Alan Stivell, bardo della musica celtica contemporanea, è in Italia per una serie di concerti. Giovedì 21 marzo a Roma, venerdì 22 a Mestre e sabato 23 all’Auditorium Sant’Antonio di Morbegno (Sondrio) per la chiusura in grande stile della stagione di QM Live.
Protagonista della rinascita dell’arpa celtica, strumento che suona dalla tenera età di nove anni, ricostruito pazientemente dal padre Jord, prima esibizione all’Olympia di Parigi a tredici anni, Stivell ha rilanciato negli anni settanta la musica tradizionale delle sue origini, avvicinandola ad un contesto rock folk, inaugurando una serie di contaminazioni che lo hanno portato a collaborare con artisti diversi tra loro come Jim Kerr dei Simple Minds, il senegalese Youssou’n Dour e recentemente la nuova stella del Mali blues, Fatoumata Diawara. Gettando dovunque andasse ponti tra le anime e le culture, unendo Europa, Asia, America ed Africa in un concetto di musica globale prima che questo termine andasse di mode.
Stivell propone una musica senza tempo, eppure capace di fondersi anche con l’elettronica e l’hip hop. L’abbiamo intervistato prima del concerto, incontrando grandissima disponibilità e cortesia.
Mister Stivell, lei suona l’arpa celtica da quando aveva nove anni. Possiamo dire che più che uno strumento, sia quasi una compagna di vita?
Sono sempre stato molto curioso di tutto quello che succedeva intorno a me e c’è della musica che ho creato senza l’arpa, ma in effetti è vero che questo strumento ha determinato tutta la mia vita, sin da quando ero un ragazzino.
Crede che il suo progetto di rinascita della musica celtica negli anni Settanta abbia dato i frutti sperati?
Sarebbe difficile negarlo. Già da bambino sognavo che un giorno, nel futuro, saremmo riusciti a creare un modesto interesse intorno alla musica e alla cultura celtica. A quei tempi, io e qualcun altro come me non avremmo mai creduto che l’interesse potesse svilupparsi in modo così vasto.

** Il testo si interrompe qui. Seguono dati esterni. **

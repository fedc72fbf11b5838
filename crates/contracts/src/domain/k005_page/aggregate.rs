use crate::domain::common::{AggregateId, AggregateRoot, BaseAggregate, EntityMetadata};
use crate::shared::content_block::ContentBlock;
use serde::{Deserialize, Serialize};
use uuid::Uuid;

// ============================================================================
// ID Type
// ============================================================================

/// Unique identifier of a composed page
#[derive(Debug, Clone, Copy, PartialEq, Eq, Hash, Serialize, Deserialize)]
pub struct PageId(pub Uuid);

impl PageId {
    pub fn new(value: Uuid) -> Self {
        Self(value)
    }

    pub fn new_v4() -> Self {
        Self(Uuid::new_v4())
    }

    pub fn value(&self) -> Uuid {
        self.0
    }
}

impl AggregateId for PageId {
    fn as_string(&self) -> String {
        self.0.to_string()
    }

    fn from_string(s: &str) -> Result<Self, String> {
        Uuid::parse_str(s)
            .map(PageId::new)
            .map_err(|e| format!("Invalid UUID: {}", e))
    }
}

// ============================================================================
// Aggregate Root
// ============================================================================

/// Composed page: an ordered block sequence published under a slug
#[derive(Debug, Clone, Serialize, Deserialize)]
pub struct Page {
    #[serde(flatten)]
    pub base: BaseAggregate<PageId>,

    /// URL slug, unique across pages
    pub slug: String,

    #[serde(default)]
    pub blocks: Vec<ContentBlock>,

    pub published: bool,
}

impl Page {
    /// Create a new page for insertion
    pub fn new_for_insert(
        code: String,
        description: String,
        slug: String,
        blocks: Vec<ContentBlock>,
        comment: Option<String>,
    ) -> Self {
        let mut base = BaseAggregate::new(PageId::new_v4(), code, description);
        base.comment = comment;

        Self {
            base,
            slug,
            blocks,
            published: false,
        }
    }

    /// ID as string
    pub fn to_string_id(&self) -> String {
        self.base.id.as_string()
    }

    /// Apply DTO data
    pub fn update(&mut self, dto: &PageDto) {
        self.base.code = dto.code.clone().unwrap_or_default();
        self.base.description = dto.description.clone();
        self.base.comment = dto.comment.clone();
        self.slug = dto.slug.clone();
        self.blocks = dto.blocks.clone();
        self.published = dto.published;
    }
}

impl AggregateRoot for Page {
    type Id = PageId;

    fn id(&self) -> Self::Id {
        self.base.id
    }

    fn code(&self) -> &str {
        &self.base.code
    }

    fn description(&self) -> &str {
        &self.base.description
    }

    fn metadata(&self) -> &EntityMetadata {
        &self.base.metadata
    }

    fn metadata_mut(&mut self) -> &mut EntityMetadata {
        &mut self.base.metadata
    }

    fn aggregate_index() -> &'static str {
        "k005"
    }

    fn collection_name() -> &'static str {
        "page"
    }

    fn element_name() -> &'static str {
        "Page"
    }

    fn list_name() -> &'static str {
        "Pages"
    }

    fn validate(&self) -> Result<(), String> {
        if self.base.description.trim().is_empty() {
            return Err("Title must not be empty".into());
        }
        if self.slug.trim().is_empty() {
            return Err("Slug must not be empty".into());
        }
        if !self
            .slug
            .chars()
            .all(|c| c.is_ascii_lowercase() || c.is_ascii_digit() || c == '-')
        {
            return Err("Slug may contain only lowercase letters, digits and dashes".into());
        }
        Ok(())
    }
}

// ============================================================================
// Forms / DTOs
// ============================================================================

/// DTO for creating/updating a page
#[derive(Debug, Clone, Serialize, Deserialize, Default)]
pub struct PageDto {
    pub id: Option<String>,
    pub code: Option<String>,
    pub description: String,
    pub slug: String,
    #[serde(default)]
    pub blocks: Vec<ContentBlock>,
    #[serde(default)]
    pub published: bool,
    pub comment: Option<String>,
}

Adesso sarei felice, ovviamente, se qualche nozione in proposito venisse insegnate nelle scuole accanto ai Greci e ai Romani e alle altre culture. Questo se consideriamo che l’eredità celtica è anche alla base di tutta la civilizzazione occidentale
Ha lavorato con molti artisti di estrazione musicale e provenienze diverse come come Kate Bush, Shane McGowan, Khaled, Youssou N’Dour, Jim Kerr, Paddy Moloney. Ci può dire qualcosa di queste esperienze?
Sono sempre stato molto sorpreso che quasi tutti gli artisti e le star a cui ho chiesto di collaborare e che lei ha citato abbiano risposto positivamente. E’ stato un regalo incredibile per me. Nel nuovo album “Human-Kelt” è il caso di Andrea Corr, Angelo Branduardi, Vincenzo Zitello, Murray Head, Bob Geldof, Yann Tiersen, Carlos Nuñez, Francis Cabrel, Fatoumata Diawara. Persone molto diverse tra loro, ma che rendono questo disco affascinante con la loro presenza.
Che cosa può dirci del panorama attuale della musica celtica?
Fin dal primo album Reflets ho proposto al pubblico una sorta di menu: un pizzico di questo e quello affinché potessero scegliere quello che piaceva di più. Questo menu era concepito anche per incoraggiare musicisti ed artisti ad intervenire in campo con quello che assecondava il loro gusto personale. Un po’ di folk, un po’ di classica, un po’ di rock e più tardi di elettronica, hip hop e altro ancora. Sono felice che questo mio sogno sia diventato la scena contemporanea.
Quali sono gli artisti che apprezza attualmente ?
Davvero tanti. Vorrei citare tra tutti Carlos Nuñez, ma anche un musicista meno noto come Yann-Fañch Kemener.
Che tipo di spettacolo dobbiamo aspettarci?
Sarà la celebrazione dei miei cinquant’anni come artista professionista. Suoneremo e canteremo canzoni dal primo fino all’ultimo album. In uno stile molto eclettico, con emozione, gioia ed energia anche se saremo in trio. Sarà una bella festa, venite a sentirci.